Tomorrow is Christian’s biggest day so for in the pursuit of a PhD in Electrical Engineering. He has been working like a mad man, often with not very much sleep to get everything ready. Lorena is in Tempe for the week to lend moral support. He is working more as a mathematician than an engineering in a particularly math intensive area of Electrical Engineering. We are confident it will all go fine, but however it comes out tomorrow, it will be a time to celebrate the passing of another milestone and for Christian and Lorena to go eat a really big steak.
If you click on the image (or here), you can see a live version of the new GaugeCam web server. Right now, the program is running on a Raspberry Pi in our house. The reason it is live web page is so professors at University of Nebraska Lincoln and North Carolina State University can critique the design and view adjustments as new features are implemented. There is on-going scholarly work associated with this software. One refereed journal article has already been published (click here) and two more are in the works. Click here to see an article on the early phases of the work on the web site of a commercial camera company (full disclosure–I wrote the article).

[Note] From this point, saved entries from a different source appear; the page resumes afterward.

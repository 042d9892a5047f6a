//! Stack-root checking.

use rustc_hash::FxHashSet;

use crate::cell::GcCell;
use crate::collector::GcState;
use crate::roots::conservative::{WordClass, classify_word};

/// Byte written into the top of a poisoned word.
pub const STACK_POISON: u8 = 0xDA;

const POISON_SHIFT: u32 = usize::BITS - 8;

/// Whether `word` was poisoned by the stack-root checker.
pub fn is_poisoned(word: usize) -> bool {
    (word >> POISON_SHIFT) as u8 == STACK_POISON
}

/// Poison every word that addresses a live thing missing from `rooted`.
/// Returns how many words were poisoned.
pub(crate) fn poison_unrooted(state: &GcState, rooted: &FxHashSet<GcCell>, words: &mut [usize]) -> usize {
    let mut poisoned = 0;
    for word in words.iter_mut() {
        let WordClass::Valid(cell) = classify_word(state, None, *word) else {
            continue;
        };
        if rooted.contains(&cell) {
            continue;
        }
        tracing::warn!(?cell, "unrooted thing on the value stack");
        *word = (*word & !(0xFF << POISON_SHIFT)) | ((STACK_POISON as usize) << POISON_SHIFT);
        poisoned += 1;
    }
    poisoned
}
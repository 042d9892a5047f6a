//! Chunks: aligned OS allocations carved into arenas.

use std::fmt;
use std::ptr::NonNull;
use std::sync::Arc;
use std::sync::atomic::AtomicUsize;

use crate::compartment::CompartmentId;
use crate::heap::arena::ArenaHeader;
use crate::heap::platform::PageAllocator;
use crate::heap::{ARENA_SIZE, ARENAS_PER_CHUNK, ArenaId, CHUNK_SIZE, ChunkId};
use crate::kind::AllocKind;

// =============================================================================
// ChunkMemory
// =============================================================================

/// One mapped, `CHUNK_SIZE`-aligned region. Unmapped on drop.
pub(crate) struct ChunkMemory {
    base: NonNull<u8>,
    pages: Arc<dyn PageAllocator>,
}

// Safety: the mapping is plain memory; all access goes through atomics.
unsafe impl Send for ChunkMemory {}
unsafe impl Sync for ChunkMemory {}

impl ChunkMemory {
    pub(crate) fn map(pages: Arc<dyn PageAllocator>) -> Option<Self> {
        let base = pages.map_aligned(CHUNK_SIZE, CHUNK_SIZE)?;
        debug_assert_eq!(base.as_ptr() as usize % CHUNK_SIZE, 0);
        Some(Self { base, pages })
    }

    #[inline]
    pub(crate) fn base(&self) -> usize {
        self.base.as_ptr() as usize
    }

    #[inline]
    pub(crate) fn id(&self) -> ChunkId {
        ChunkId::containing(self.base())
    }

    /// Words of the thing at `addr`, `size` bytes long.
    #[inline]
    pub(crate) fn thing_words(&self, addr: usize, size: usize) -> &[AtomicUsize] {
        debug_assert!(addr >= self.base() && addr + size <= self.base() + CHUNK_SIZE);
        debug_assert_eq!(addr % std::mem::align_of::<AtomicUsize>(), 0);
        let len = size / std::mem::size_of::<AtomicUsize>();
        // Safety: the range lies inside the live mapping, is word aligned,
        // and all access to heap words is atomic.
        unsafe { std::slice::from_raw_parts(addr as *const AtomicUsize, len) }
    }

    fn arena_ptr(&self, index: usize) -> NonNull<u8> {
        debug_assert!(index < ARENAS_PER_CHUNK);
        // Safety: index is in bounds, so the pointer stays in the mapping.
        unsafe { NonNull::new_unchecked(self.base.as_ptr().add(index * ARENA_SIZE)) }
    }

    pub(crate) fn decommit_arena(&self, index: usize) -> bool {
        // Safety: callers only decommit arenas they have fetched off the
        // free list.
        unsafe { self.pages.decommit(self.arena_ptr(index), ARENA_SIZE) }
    }

    pub(crate) fn commit_arena(&self, index: usize) -> bool {
        unsafe { self.pages.commit(self.arena_ptr(index), ARENA_SIZE) }
    }
}

impl Drop for ChunkMemory {
    fn drop(&mut self) {
        tracing::trace!(base = format_args!("{:#x}", self.base()), "unmapping chunk");
        unsafe { self.pages.unmap(self.base, CHUNK_SIZE) }
    }
}

impl fmt::Debug for ChunkMemory {
    fn fmt(&self, f: &mut fmt::Formatter<'_>) -> fmt::Result {
        write!(f, "ChunkMemory({:#x})", self.base())
    }
}

// =============================================================================
// Chunk
// =============================================================================

/// State of one arena slot in a chunk.
#[derive(Debug)]
pub(crate) enum ArenaSlot {
    /// Not allocated. Whether it is committed is in the decommit bitmap.
    Free,
    /// Fetched off the free list by the decommitter, lock dropped.
    Decommitting,
    /// Allocated to a (compartment, kind) pair.
    Allocated(Box<ArenaHeader>),
    /// Allocated, header lent to the helper thread for finalization.
    Sweeping {
        kind: AllocKind,
        compartment: CompartmentId,
    },
}

/// Which available-chunk list a chunk is on.
#[derive(Debug, Clone, Copy, PartialEq, Eq)]
pub(crate) enum AvailableList {
    System,
    User,
}

const DECOMMIT_WORDS: usize = ARENAS_PER_CHUNK / 64;

/// Chunk metadata plus its memory.
#[derive(Debug)]
pub(crate) struct Chunk {
    pub(crate) memory: Arc<ChunkMemory>,
    slots: Box<[ArenaSlot]>,
    /// Committed free arenas, most recently freed on top.
    free_arenas: Vec<u16>,
    decommitted: [u64; DECOMMIT_WORDS],
    num_arenas_free: usize,
    num_arenas_free_committed: usize,
    last_decommitted_offset: usize,
    pub(crate) age: u32,
    pub(crate) available: Option<AvailableList>,
}

impl Chunk {
    pub(crate) fn new(memory: ChunkMemory) -> Self {
        let slots = (0..ARENAS_PER_CHUNK).map(|_| ArenaSlot::Free).collect();
        Self {
            memory: Arc::new(memory),
            slots,
            free_arenas: (0..ARENAS_PER_CHUNK as u16).rev().collect(),
            decommitted: [0; DECOMMIT_WORDS],
            num_arenas_free: ARENAS_PER_CHUNK,
            num_arenas_free_committed: ARENAS_PER_CHUNK,
            last_decommitted_offset: 0,
            age: 0,
            available: None,
        }
    }

    #[inline]
    pub(crate) fn id(&self) -> ChunkId {
        self.memory.id()
    }

    #[inline]
    pub(crate) fn num_arenas_free(&self) -> usize {
        self.num_arenas_free
    }

    #[inline]
    pub(crate) fn num_arenas_free_committed(&self) -> usize {
        self.num_arenas_free_committed
    }

    #[inline]
    pub(crate) fn has_available_arenas(&self) -> bool {
        self.num_arenas_free > 0
    }

    #[inline]
    pub(crate) fn unused(&self) -> bool {
        self.num_arenas_free == ARENAS_PER_CHUNK
    }

    #[inline]
    pub(crate) fn arena_id(&self, index: usize) -> ArenaId {
        ArenaId::containing(self.memory.base() + index * ARENA_SIZE)
    }

    // =========================================================================
    // Slots
    // =========================================================================

    pub(crate) fn slot(&self, index: usize) -> &ArenaSlot {
        &self.slots[index]
    }

    pub(crate) fn header(&self, index: usize) -> Option<&ArenaHeader> {
        match &self.slots[index] {
            ArenaSlot::Allocated(header) => Some(&**header),
            _ => None,
        }
    }

    pub(crate) fn header_mut(&mut self, index: usize) -> Option<&mut ArenaHeader> {
        match &mut self.slots[index] {
            ArenaSlot::Allocated(header) => Some(&mut **header),
            _ => None,
        }
    }

    /// Iterate over allocated headers.
    pub(crate) fn headers_mut(&mut self) -> impl Iterator<Item = &mut ArenaHeader> {
        self.slots.iter_mut().filter_map(|slot| match slot {
            ArenaSlot::Allocated(header) => Some(&mut **header),
            _ => None,
        })
    }

    pub(crate) fn install_header(&mut self, index: usize, header: Box<ArenaHeader>) {
        debug_assert!(matches!(
            self.slots[index],
            ArenaSlot::Free | ArenaSlot::Sweeping { .. }
        ));
        self.slots[index] = ArenaSlot::Allocated(header);
    }

    /// Lend a header to the helper thread.
    pub(crate) fn lend_header(&mut self, index: usize) -> Box<ArenaHeader> {
        let (kind, compartment) = match &self.slots[index] {
            ArenaSlot::Allocated(header) => (header.kind, header.compartment),
            other => panic!("lending arena {index} in state {other:?}"),
        };
        match std::mem::replace(&mut self.slots[index], ArenaSlot::Sweeping { kind, compartment }) {
            ArenaSlot::Allocated(header) => header,
            _ => unreachable!(),
        }
    }

    // =========================================================================
    // Free arenas
    // =========================================================================

    /// Pop a committed free arena.
    pub(crate) fn fetch_next_free_arena(&mut self) -> usize {
        let index = self
            .free_arenas
            .pop()
            .map(usize::from)
            .unwrap_or_else(|| panic!("chunk {:?} has no committed free arena", self.id()));
        debug_assert!(matches!(self.slots[index], ArenaSlot::Free));
        debug_assert!(self.num_arenas_free_committed > 0);
        self.num_arenas_free_committed -= 1;
        self.num_arenas_free -= 1;
        index
    }

    fn find_decommitted_arena_offset(&self) -> Option<usize> {
        let start = self.last_decommitted_offset;
        (start..ARENAS_PER_CHUNK)
            .chain(0..start)
            .find(|&i| self.is_decommitted(i))
    }

    /// Recommit and take a decommitted arena. `None` if the pages could not
    /// be recommitted; the arena then stays decommitted.
    pub(crate) fn fetch_next_decommitted_arena(&mut self) -> Option<usize> {
        let index = self
            .find_decommitted_arena_offset()
            .unwrap_or_else(|| panic!("chunk {:?} has no decommitted arena", self.id()));
        if !self.memory.commit_arena(index) {
            tracing::warn!(chunk = ?self.id(), index, "recommitting arena failed");
            return None;
        }
        self.set_decommitted(index, false);
        self.num_arenas_free -= 1;
        self.last_decommitted_offset = index + 1;
        Some(index)
    }

    /// Return an arena to the committed free list.
    pub(crate) fn add_arena_to_free_list(&mut self, index: usize) {
        self.slots[index] = ArenaSlot::Free;
        self.free_arenas.push(index as u16);
        self.num_arenas_free += 1;
        self.num_arenas_free_committed += 1;
    }

    /// Take a committed free arena for decommit; it counts as in use until
    /// [`finish_decommit`](Self::finish_decommit).
    pub(crate) fn begin_decommit(&mut self) -> usize {
        let index = self.fetch_next_free_arena();
        self.slots[index] = ArenaSlot::Decommitting;
        index
    }

    /// Record the result of a decommit started with
    /// [`begin_decommit`](Self::begin_decommit).
    pub(crate) fn finish_decommit(&mut self, index: usize, ok: bool) {
        debug_assert!(matches!(self.slots[index], ArenaSlot::Decommitting));
        if ok {
            self.slots[index] = ArenaSlot::Free;
            self.set_decommitted(index, true);
            self.num_arenas_free += 1;
        } else {
            self.add_arena_to_free_list(index);
        }
    }

    // =========================================================================
    // Decommit bitmap
    // =========================================================================

    #[inline]
    pub(crate) fn is_decommitted(&self, index: usize) -> bool {
        self.decommitted[index / 64] & (1 << (index % 64)) != 0
    }

    fn set_decommitted(&mut self, index: usize, value: bool) {
        let bit = 1u64 << (index % 64);
        if value {
            self.decommitted[index / 64] |= bit;
        } else {
            self.decommitted[index / 64] &= !bit;
        }
    }

    pub(crate) fn count_decommitted(&self) -> usize {
        self.decommitted.iter().map(|w| w.count_ones() as usize).sum()
    }

    /// Free arenas plus arenas in use must cover the chunk.
    pub(crate) fn check_accounting(&self) -> bool {
        let in_use = self
            .slots
            .iter()
            .filter(|slot| !matches!(slot, ArenaSlot::Free))
            .count();
        self.num_arenas_free + in_use == ARENAS_PER_CHUNK
            && self.num_arenas_free_committed == self.free_arenas.len()
            && self.num_arenas_free_committed + self.count_decommitted() == self.num_arenas_free
    }
}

The goal is to accommodate a variety of sensors that produce 2d and 3d images as well as point measurements and hyper-spectral images. Hopefully, this effort will continue on into my retirement both as a way to contribute and maybe even earn a PhD for this and previous work on similar projects.
I am still not full convinced I can or should do this PhD thing, but all the pieces are still in motion. I expect I should be able to make a decision to move forward or not by late winter or sometime in the spring. In the meantime, I continue to make progress on the GaugeCam reboot as Open Source software (free as in liberty and free as in beer). The video speaks for itself. We hope to present a journal article and make the beta software available for download by spring. The video kind of speaks for itself
When we lived in Raleigh and the kids were going to Wake Technical Community College and North Carolina State University, Christian did most of his studying at the bar in the kitchen while Lorena worked there. They loved that. It is really nice for both of them to get the chance to do that again. Lorena absolutely loves to cook and even more so when she can do it for the kids. Now, though, she has to study herself. The Astronomy class she is taking at Centralia College is a lot tougher than we imagined. One thing she has been trying to figure out is how to get the 10 extra credit points given for visiting a big telescope. There is one that qualifies not too far from our house in Olympia, but there is an amazing one–one of the best in the world in Arizona, the Lowell Observatory, not too far from Flagstaff. Christian went there and got the postcard to the right. On the back, it explains that Pluto, the ex-planet (we still like to think that it is), was discovered with the aid of that telescope. The timing is not going to work for us to visit there in time for Lorena to get her credits, but we should enjoy the one at Olympia during Thanksgiving week. The Lowell Observatory is definitely on our radar now, too, and we plan to make a special trip there. The Astronomy class may not be an easy one, but it has been very, very interesting for all of us.